Eli Lilly told investors today it expects to launch several new medicines for unmet patient needs starting next year. The launches, the company said, will get it on track to grow its revenues and profit margins after 2014. The launches may also help Lilly bounce back from several clinical-stage disappointments and recent patent-cliff losses that prompted the company to lay off 1,000 employees earlier this year.

Lilly said it believes at least three of its late-stage compounds can be launched in 2014, having made regulatory submissions in the United States and the European Union for empagliflozin for type 2 diabetes, a drug being co-developed with Boehringer Ingelheim; dulaglutide (LY2189265), a once-weekly treatment for type 2 diabetes; and ramucirumab.

The company said its pipeline is the deepest in company’s 137-year history, with 13 potential medicines in Phase III, and 26 more in Phase II.

However, ramucirumab is now seeking marketing approval for one of three potential indications, as a single-agent treatment for patients with advanced gastric cancer who have had disease progression after initial chemotherapy. Just over a week ago, on Sept. 26, Lilly disclosed that ramucirumab failed one Phase III trial for another indication by failing to hit its primary endpoint, progression-free survival among women with locally recurrent or metastatic breast cancer.

In that trial—dubbed ROSE or TRIO-012, conducted with the international cancer research group Translational Research in Oncology (TRIO)—ramucirumab and docetaxel were compared to placebo and docetaxel as a first-line treatment in patients with unresectable, locally recurrent, or metastatic HER2-negative breast cancer. While the primary endpoint of progression-free survival in this study favored ramucirumab, it was not statistically significant. Worse, an interim analysis for overall survival showed no benefit for ramucirumab.

Ramucirumab joins several Lilly compounds to disappoint in late stage trials. In June, the company voluntarily terminated a Phase II study of its drug candidate LY2886721, a beta secretase (BACE) inhibitor being evaluated as a once-daily treatment for Alzheimer’s disease. In May, Lilly halted development of enzastaurin (LY317615 HCl) after it failed the Phase III PRELUDE study, which assessed the drug candidate as a monotherapy in the prevention of relapse in patients with diffuse large B-cell lymphoma.

Ramucirumab fared better in two Phase III trials. One was RAINBOW, where ramucirumab in combination with paclitaxel met its primary endpoint of improved overall survival and a secondary endpoint of improved progression-free survival in patients with advanced gastric cancer. And in the REGARD trial, ramucirumab alone improved overall survival and progression-free survival in patients with advanced gastric cancer who have had disease progression after initial chemotherapy.

Lilly and Boehringer Ingelheim went ahead with submissions on empagliflozin in part after the sodium glucose co-transporter-2 (SGLT2) inhibitor generated topline Phase III results earlier this year showing that once-daily 10 and 25 mg dosages of the drug candidate met its primary efficacy endpoint, namely significant change in HbA1c from baseline compared to placebo in patients with type 2 diabetes.

Diabetes is one of several disease areas where Lilly expects its drugs to generate continuing revenue growth beyond 2014, based on now-marketed insulins and Trajenta®, as well as the launches of empagliflozin, dulaglutide, an insulin glargine product, and a new basal insulin. Diabetes should also drive Lilly growth in emerging markets, the company added.

Lilly is also looking to growth beyond 2014 in animal health, citing strong global demand for animal-based protein and a growing companion animal market, as well as in oncology, where the company cited patents that could provide exclusivity for Alimta® into the early 2020s in the United States and Europe. Lilly is also anticipating the launches of ramucirumab and necitumumab, which showed promising Phase III results in patients with metastatic squamous non-small cell lung cancer. These drugs, according to Lilly, “could form the basis for a regulatory submission as early as 2014.” In January, Lilly revealed it lost Bristol-Myers Squibb as a partner in developing necitumumab for North America and Japan.

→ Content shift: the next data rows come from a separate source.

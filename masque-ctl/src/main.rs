use std::path::PathBuf;

use anyhow::{Context, Result, bail};
use clap::{Parser, Subcommand};
use masque::{Config, IdentifierKind, Runtime};
use serde_json::json;
use tracing_subscriber::EnvFilter;

#[derive(Parser, Debug)]
#[command(name = "masque-ctl")]
#[command(author, version, about = "Manage Masque profiles, identifiers and container redirection")]
struct Cli {
    /// Data directory (overrides MASQUE_ROOT and the config file)
    #[arg(long, global = true)]
    root: Option<PathBuf>,

    /// Bundle id whose app-scoped identifiers and paths to operate on
    #[arg(short, long, global = true)]
    bundle: Option<String>,

    /// Print machine-readable JSON
    #[arg(long, global = true)]
    json: bool,

    #[command(subcommand)]
    command: Commands,
}

#[derive(Subcommand, Debug)]
enum Commands {
    /// Create, list, switch and delete profiles
    #[command(subcommand)]
    Profile(ProfileCommand),

    /// Inspect and manage spoofed identifiers of the current profile
    #[command(subcommand)]
    Id(IdCommand),

    /// Show how container paths are redirected
    #[command(subcommand)]
    Path(PathCommand),
}

#[derive(Subcommand, Debug)]
enum ProfileCommand {
    /// List all profiles
    List,

    /// Show the current profile
    Current,

    /// Create a profile with freshly generated identifiers
    Create {
        /// Human readable label
        label: String,

        /// Explicit profile id (a ULID is generated otherwise)
        #[arg(long)]
        id: Option<String>,
    },

    /// Make a profile current, creating it if it does not exist
    Switch { id: String },

    /// Delete a profile and all of its data
    Delete { id: String },
}

#[derive(Subcommand, Debug)]
enum IdCommand {
    /// Print the value the app sees for an identifier
    Get { kind: IdentifierKind },

    /// Store an explicit value for an identifier
    Set { kind: IdentifierKind, value: String },

    /// Start spoofing an identifier
    Enable { kind: IdentifierKind },

    /// Report the real value of an identifier
    Disable { kind: IdentifierKind },

    /// Enabled flag and stored value of every identifier
    Status,

    /// Generate new values for one identifier, or all enabled ones
    Regenerate { kind: Option<IdentifierKind> },
}

#[derive(Subcommand, Debug)]
enum PathCommand {
    /// Translate a container path under the current profile
    Translate { path: PathBuf },

    /// Whether a path would be redirected for the bundle
    Redirectable { path: PathBuf },

    /// Data directory of the bundle inside a profile
    Data {
        /// Profile to use (defaults to the current one)
        #[arg(long)]
        profile: Option<String>,
    },
}

fn main() -> Result<()> {
    tracing_subscriber::fmt()
        .with_env_filter(EnvFilter::try_from_default_env().unwrap_or_else(|_| EnvFilter::new("info")))
        .with_writer(std::io::stderr)
        .init();

    let cli = Cli::parse();

    let mut config = Config::load().context("Failed to load configuration")?;
    if let Some(root) = cli.root.clone() {
        config.root = root;
    }
    if let Some(bundle) = cli.bundle.clone() {
        config.bundle_id = bundle;
    }
    tracing::debug!("Using data directory {}", config.root.display());

    let runtime = Runtime::start(&config).context("Failed to open profile state")?;

    match cli.command {
        Commands::Profile(cmd) => profile_command(&runtime, cmd, cli.json),
        Commands::Id(cmd) => id_command(&runtime, cmd, cli.json),
        Commands::Path(cmd) => path_command(&runtime, cmd, cli.json),
    }
}

fn print_json(value: &serde_json::Value) -> Result<()> {
    println!("{}", serde_json::to_string_pretty(value)?);
    Ok(())
}

fn current_profile(runtime: &Runtime) -> Result<String> {
    match runtime.current_profile_id() {
        Some(id) => Ok(id),
        None => bail!("No profile is active. Run `masque-ctl profile switch <id>` first."),
    }
}

fn profile_command(runtime: &Runtime, cmd: ProfileCommand, as_json: bool) -> Result<()> {
    match cmd {
        ProfileCommand::List => {
            let profiles = runtime.list_profiles()?;
            let current = runtime.current_profile_id();
            if as_json {
                return print_json(&json!({ "current": current, "profiles": profiles }));
            }
            if profiles.is_empty() {
                println!("No profiles");
            }
            for profile in profiles {
                let marker = if current.as_deref() == Some(profile.id.as_str()) { "*" } else { " " };
                println!(
                    "{} {}  {}  (created {})",
                    marker,
                    profile.id,
                    profile.label,
                    profile.created_at.format("%Y-%m-%d %H:%M")
                );
            }
        }
        ProfileCommand::Current => {
            let current = runtime.current_profile_id();
            if as_json {
                return print_json(&json!({ "current": current }));
            }
            match current {
                Some(id) => println!("{}", id),
                None => println!("No profile active"),
            }
        }
        ProfileCommand::Create { label, id } => {
            let profile = runtime
                .create_profile(&label, id.as_deref())
                .with_context(|| format!("Failed to create profile '{}'", label))?;
            if as_json {
                return print_json(&json!(profile));
            }
            println!("Created profile {} ({})", profile.id, profile.label);
        }
        ProfileCommand::Switch { id } => {
            let changed = runtime
                .profile_did_change(&id)
                .with_context(|| format!("Failed to switch to profile '{}'", id))?;
            if as_json {
                return print_json(&json!({ "current": id, "changed": changed }));
            }
            if changed {
                println!("Switched to profile {}", id);
            } else {
                println!("Profile {} is already current", id);
            }
        }
        ProfileCommand::Delete { id } => {
            runtime
                .delete_profile(&id)
                .with_context(|| format!("Failed to delete profile '{}'", id))?;
            if as_json {
                return print_json(&json!({ "deleted": id }));
            }
            println!("Deleted profile {}", id);
        }
    }
    Ok(())
}

fn id_command(runtime: &Runtime, cmd: IdCommand, as_json: bool) -> Result<()> {
    match cmd {
        IdCommand::Get { kind } => {
            let value = runtime.current_value_for_identifier(kind)?;
            if as_json {
                return print_json(&json!({ "kind": kind, "value": value }));
            }
            match value {
                Some(value) => println!("{}", value),
                None => println!("({} unavailable)", kind),
            }
        }
        IdCommand::Set { kind, value } => {
            let profile = current_profile(runtime)?;
            runtime
                .store()
                .set_value(kind, runtime.bundle_id(), &profile, &value)
                .with_context(|| format!("Failed to set {}", kind))?;
            if as_json {
                return print_json(&json!({ "kind": kind, "value": value }));
            }
            println!("{} = {}", kind, value);
        }
        IdCommand::Enable { kind } => set_enabled(runtime, kind, true, as_json)?,
        IdCommand::Disable { kind } => set_enabled(runtime, kind, false, as_json)?,
        IdCommand::Status => {
            let status = runtime.identifier_status()?;
            if as_json {
                return print_json(&json!(status));
            }
            for entry in status {
                println!(
                    "{:<22} {:<8} {}",
                    entry.kind.as_str(),
                    if entry.enabled { "on" } else { "off" },
                    entry.value.as_deref().unwrap_or("-")
                );
            }
        }
        IdCommand::Regenerate { kind: Some(kind) } => {
            let value = runtime.regenerate_identifier(kind)?;
            if as_json {
                return print_json(&json!({ "kind": kind, "value": value }));
            }
            println!("{} = {}", kind, value);
        }
        IdCommand::Regenerate { kind: None } => {
            let count = runtime.regenerate_all_enabled_identifiers()?;
            if as_json {
                return print_json(&json!({ "regenerated": count }));
            }
            println!("Regenerated {} identifiers", count);
        }
    }
    Ok(())
}

fn set_enabled(runtime: &Runtime, kind: IdentifierKind, enabled: bool, as_json: bool) -> Result<()> {
    runtime.set_identifier_enabled(kind, enabled)?;
    if as_json {
        return print_json(&json!({ "kind": kind, "enabled": enabled }));
    }
    println!("{} {}", kind, if enabled { "enabled" } else { "disabled" });
    Ok(())
}

fn path_command(runtime: &Runtime, cmd: PathCommand, as_json: bool) -> Result<()> {
    match cmd {
        PathCommand::Translate { path } => {
            let translated = runtime
                .translate_path(&path)
                .with_context(|| format!("Failed to translate {}", path.display()))?;
            if as_json {
                return print_json(&json!({ "path": path, "translated": translated }));
            }
            println!("{}", translated.display());
        }
        PathCommand::Redirectable { path } => {
            let redirectable = runtime.is_path_redirectable(&path, runtime.bundle_id());
            if as_json {
                return print_json(&json!({ "path": path, "redirectable": redirectable }));
            }
            println!("{}", if redirectable { "yes" } else { "no" });
        }
        PathCommand::Data { profile } => {
            let profile = match profile {
                Some(profile) => profile,
                None => current_profile(runtime)?,
            };
            let path = runtime.app_data_path(runtime.bundle_id(), &profile);
            if as_json {
                return print_json(&json!({ "profile": profile, "path": path }));
            }
            println!("{}", path.display());
        }
    }
    Ok(())
}
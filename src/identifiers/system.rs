use std::ffi::CStr;

use chrono::Utc;

use super::IdentifierKind;

/// Source of the real, unspoofed value for a kind.
pub trait SystemValues: Send + Sync {
    fn system_value(&self, kind: IdentifierKind, bundle_id: &str) -> Option<String>;
}

/// Reads what the host actually reports. Kinds with no host equivalent
/// yield `None`.
#[derive(Debug, Default, Clone, Copy)]
pub struct HostSystem;

impl HostSystem {
    fn uname() -> Option<libc::utsname> {
        let mut buf: libc::utsname = unsafe { std::mem::zeroed() };
        if unsafe { libc::uname(&mut buf) } != 0 {
            return None;
        }
        Some(buf)
    }

    fn field(raw: &[libc::c_char]) -> String {
        unsafe { CStr::from_ptr(raw.as_ptr()) }
            .to_string_lossy()
            .into_owned()
    }

    fn uptime_seconds() -> Option<u64> {
        let mut ts = libc::timespec {
            tv_sec: 0,
            tv_nsec: 0,
        };
        #[cfg(target_vendor = "apple")]
        let clock = libc::CLOCK_MONOTONIC_RAW;
        #[cfg(not(target_vendor = "apple"))]
        let clock = libc::CLOCK_BOOTTIME;
        if unsafe { libc::clock_gettime(clock, &mut ts) } != 0 {
            return None;
        }
        Some(ts.tv_sec as u64)
    }
}

impl SystemValues for HostSystem {
    fn system_value(&self, kind: IdentifierKind, _bundle_id: &str) -> Option<String> {
        match kind {
            IdentifierKind::DeviceName => {
                let mut buf = [0 as libc::c_char; 256];
                if unsafe { libc::gethostname(buf.as_mut_ptr(), buf.len()) } != 0 {
                    return None;
                }
                Some(Self::field(&buf))
            }
            IdentifierKind::OsVersion => Self::uname().map(|u| Self::field(&u.release)),
            IdentifierKind::DeviceModel => Self::uname().map(|u| Self::field(&u.machine)),
            IdentifierKind::Uptime => Self::uptime_seconds().map(|s| s.to_string()),
            IdentifierKind::BootTime => Self::uptime_seconds()
                .map(|s| (Utc::now().timestamp() - s as i64).to_string()),
            IdentifierKind::BootUuid => std::fs::read_to_string("/proc/sys/kernel/random/boot_id")
                .ok()
                .map(|s| s.trim().to_uppercase()),
            _ => None,
        }
    }
}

Also expected by the end of 2014, Lilly said, are regulatory submissions for the new insulin glargine product and new data readouts for four other late-stage assets. The company anticipates seeing clinical readouts for the vast majority of its Phase II assets during this period, Jan M. Lundberg, Ph.D., executive vice president of science and technology and president of Lilly Research Laboratories, said in a statement.

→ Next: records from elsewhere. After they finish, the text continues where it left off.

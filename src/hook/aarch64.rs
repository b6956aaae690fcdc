//! AArch64 prologue relocation.
//!
//! Every instruction is 4 bytes, so the prologue is always exactly the four
//! words replaced by `ldr x16, #8 ; br x16 ; .quad dest`. PC-relative forms
//! that can be expressed absolutely (`ADR`, `ADRP`, `B`, `BL`) are rewritten;
//! the conditional and literal-load forms are refused.

use super::{CodePatcher, RelocatedPrologue};
use crate::error::HookError;

const BRANCH_LEN: usize = 16;
const X16: u32 = 16;
const X17: u32 = 17;
const BRK_0: u32 = 0xD420_0000;

// =============================================================================
// Instruction Detection
// =============================================================================

#[inline]
fn is_adr(insn: u32) -> bool {
    (insn & 0x9F00_0000) == 0x1000_0000
}

#[inline]
fn is_adrp(insn: u32) -> bool {
    (insn & 0x9F00_0000) == 0x9000_0000
}

#[inline]
fn is_b(insn: u32) -> bool {
    (insn & 0xFC00_0000) == 0x1400_0000
}

#[inline]
fn is_bl(insn: u32) -> bool {
    (insn & 0xFC00_0000) == 0x9400_0000
}

#[inline]
fn is_ret(insn: u32) -> bool {
    (insn & 0xFFFF_FC1F) == 0xD65F_0000 || insn == 0xD65F_0BFF || insn == 0xD65F_0FFF
}

#[inline]
fn is_br(insn: u32) -> bool {
    (insn & 0xFFFF_FC1F) == 0xD61F_0000
}

#[inline]
fn is_braa(insn: u32) -> bool {
    (insn & 0xFFFF_FC00) == 0xD71F_0800 || (insn & 0xFFFF_FC1F) == 0xD61F_081F
}

#[inline]
fn is_trap(insn: u32) -> bool {
    (insn & 0xFFE0_001F) == 0xD420_0000
}

/// Conditional branches, compare/test-and-branch, and literal loads.
#[inline]
fn is_unrelocatable(insn: u32) -> bool {
    (insn & 0xFF00_0010) == 0x5400_0000
        || (insn & 0x7E00_0000) == 0x3400_0000
        || (insn & 0x7E00_0000) == 0x3600_0000
        || (insn & 0x3B00_0000) == 0x1800_0000
}

#[inline]
fn ends_function(insn: u32) -> bool {
    is_ret(insn) || is_br(insn) || is_braa(insn) || is_b(insn) || is_trap(insn)
}

#[inline]
fn sign_extend(value: u64, bits: u32) -> i64 {
    let shift = 64 - bits;
    ((value << shift) as i64) >> shift
}

// =============================================================================
// Encoding
// =============================================================================

#[inline]
fn ldr_literal(rt: u32, offset: i64) -> u32 {
    0x5800_0000 | ((((offset >> 2) as u32) & 0x7FFFF) << 5) | rt
}

#[inline]
fn br(rn: u32) -> u32 {
    0xD61F_0000 | (rn << 5)
}

#[inline]
fn blr(rn: u32) -> u32 {
    0xD63F_0000 | (rn << 5)
}

#[inline]
fn b(offset: i64) -> u32 {
    0x1400_0000 | (((offset >> 2) as u32) & 0x03FF_FFFF)
}

fn push_quad(out: &mut Vec<u32>, value: u64) {
    out.push(value as u32);
    out.push((value >> 32) as u32);
}

fn adr_target(insn: u32, pc: usize) -> u64 {
    let immlo = u64::from((insn >> 29) & 0x3);
    let immhi = u64::from((insn >> 5) & 0x7FFFF);
    let imm = sign_extend((immhi << 2) | immlo, 21);
    if is_adrp(insn) {
        ((pc as u64 & !0xFFF) as i64).wrapping_add(imm << 12) as u64
    } else {
        (pc as i64).wrapping_add(imm) as u64
    }
}

fn branch_target(insn: u32, pc: usize) -> u64 {
    let imm = sign_extend(u64::from(insn & 0x03FF_FFFF), 26) << 2;
    (pc as i64).wrapping_add(imm) as u64
}

/// Append the position-independent equivalent of `insn` (originally at `pc`).
fn relocate(insn: u32, pc: usize, out: &mut Vec<u32>) -> Result<(), HookError> {
    if is_adr(insn) || is_adrp(insn) {
        // ldr xd, #8 ; b #12 ; .quad value
        let rd = insn & 0x1F;
        out.push(ldr_literal(rd, 8));
        out.push(b(12));
        push_quad(out, adr_target(insn, pc));
    } else if is_bl(insn) {
        // ldr x17, #12 ; blr x17 ; b #12 ; .quad dest
        out.push(ldr_literal(X17, 12));
        out.push(blr(X17));
        out.push(b(12));
        push_quad(out, branch_target(insn, pc));
    } else if is_b(insn) {
        out.push(ldr_literal(X16, 8));
        out.push(br(X16));
        push_quad(out, branch_target(insn, pc));
    } else if is_unrelocatable(insn) {
        return Err(HookError::UnsupportedInstruction {
            addr: pc,
            insn: u64::from(insn),
        });
    } else {
        out.push(insn);
    }
    Ok(())
}

fn to_bytes(words: &[u32]) -> Vec<u8> {
    words.iter().flat_map(|w| w.to_le_bytes()).collect()
}

#[derive(Debug, Default, Clone, Copy)]
pub struct Arm64Patcher;

impl CodePatcher for Arm64Patcher {
    fn branch_size(&self) -> usize {
        BRANCH_LEN
    }

    fn wants_near_trampoline(&self) -> bool {
        false
    }

    fn encode_branch(&self, _from: usize, to: usize) -> Vec<u8> {
        let mut words = vec![ldr_literal(X16, 8), br(X16)];
        push_quad(&mut words, to as u64);
        to_bytes(&words)
    }

    fn padding(&self, len: usize) -> Vec<u8> {
        to_bytes(&vec![BRK_0; len / 4])
    }

    fn relocate_prologue(
        &self,
        code: &[u8],
        target: usize,
        _trampoline: usize,
    ) -> Result<RelocatedPrologue, HookError> {
        let mut out = Vec::new();
        let mut covered = 0usize;

        while covered < BRANCH_LEN {
            let Some(chunk) = code.get(covered..covered + 4) else {
                return Err(HookError::PrologueTooShort {
                    target,
                    available: covered,
                    required: BRANCH_LEN,
                });
            };
            let insn = u32::from_le_bytes([chunk[0], chunk[1], chunk[2], chunk[3]]);
            let pc = target + covered;
            covered += 4;
            if ends_function(insn) && covered < BRANCH_LEN {
                return Err(HookError::PrologueTooShort {
                    target,
                    available: covered,
                    required: BRANCH_LEN,
                });
            }
            relocate(insn, pc, &mut out)?;
        }

        Ok(RelocatedPrologue {
            saved_len: covered,
            code: to_bytes(&out),
        })
    }
}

Lilly also reaffirmed its near-term goals of generating at least $20 billion in revenue, $3 billion in net income, and $4 billion in operating cash flow through next year, despite the pending losses of U.S. marketing exclusivity on Cymbalta in 2013 and Evista in 2014. Those losses sparked Lilly’s layoff of 1,000 U.S. sales representatives, announced in April. After 2014, the company said, it expects to provide a large, stable, and profitable revenue base moving ahead.